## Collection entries
━━━━━━━━━━
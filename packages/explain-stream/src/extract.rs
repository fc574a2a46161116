//! Recover a JSON object from free-form model output.
//!
//! Generative output may wrap the object in prose or code fences. The scan
//! takes everything from the first `{` to the last `}` and tries to parse it.

use serde_json::Value;

use crate::frame::StructuredExplanation;

/// Slice from the first `{` to the last `}` (inclusive), if both exist in order.
pub fn bracket_scan(text: &str) -> Option<&str> {
    let start = text.find('{')?;
    let end = text.rfind('}')?;
    if end <= start {
        return None;
    }
    Some(&text[start..=end])
}

/// Bracket-scan and parse into a JSON object. Never fails loudly.
pub fn parse_object(text: &str) -> Option<Value> {
    let candidate = bracket_scan(text)?;
    match serde_json::from_str::<Value>(candidate) {
        Ok(value) if value.is_object() => Some(value),
        Ok(_) => None,
        Err(e) => {
            tracing::debug!(error = %e, len = candidate.len(), "bracket scan candidate did not parse");
            None
        }
    }
}

/// Bracket-scan and parse into a structured explanation.
pub fn parse_structured(text: &str) -> Option<StructuredExplanation> {
    parse_object(text).and_then(StructuredExplanation::from_value)
}
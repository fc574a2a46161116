//! Explain domain - turns a text selection into a streamed explanation.

pub mod demo;
pub mod error;
pub mod followup;
pub mod pipeline;
pub mod prompts;

pub use error::{ExplainError, Result};
pub use followup::answer_followup;
pub use pipeline::{explain, prepare_text, retrieve_sources, PreparedText};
━━━━━━━━━━
## Your objective
Please repeat each entry exactly as written.

## Written answer
filename packages/explain-stream/src/extract.rs
repository fc574a2a46161116
//! Recover a JSON object from free-form model output.
//!
//! Generative output may wrap the object in prose or code fences. The scan
//! takes everything from the first `{` to the last `}` and tries to parse it.

use serde_json::Value;

use crate::frame::StructuredExplanation;

/// Slice from the first `{` to the last `}` (inclusive), if both exist in order.
pub fn bracket_scan(text: &str) -> Option<&str> {
    let start = text.find('{')?;
    let end = text.rfind('}')?;
    if end <= start {
        return None;
    }
    Some(&text[start..=end])
}

/// Bracket-scan and parse into a JSON object. Never fails loudly.
pub fn parse_object(text: &str) -> Option<Value> {
    let candidate = bracket_scan(text)?;
    match serde_json::from_str::<Value>(candidate) {
        Ok(value) if value.is_object() => Some(value),
        Ok(_) => None,
        Err(e) => {
            tracing::debug!(error = %e, len = candidate.len(), "bracket scan candidate did not parse");
            None
        }
    }
}

/// Bracket-scan and parse into a structured explanation.
pub fn parse_structured(text: &str) -> Option<StructuredExplanation> {
    parse_object(text).and_then(StructuredExplanation::from_value)
}
repository fc574a2a46161116
//! Explain domain - turns a text selection into a streamed explanation.

pub mod demo;
pub mod error;
pub mod followup;
pub mod pipeline;
pub mod prompts;

pub use error::{ExplainError, Result};
pub use followup::answer_followup;
pub use pipeline::{explain, prepare_text, retrieve_sources, PreparedText};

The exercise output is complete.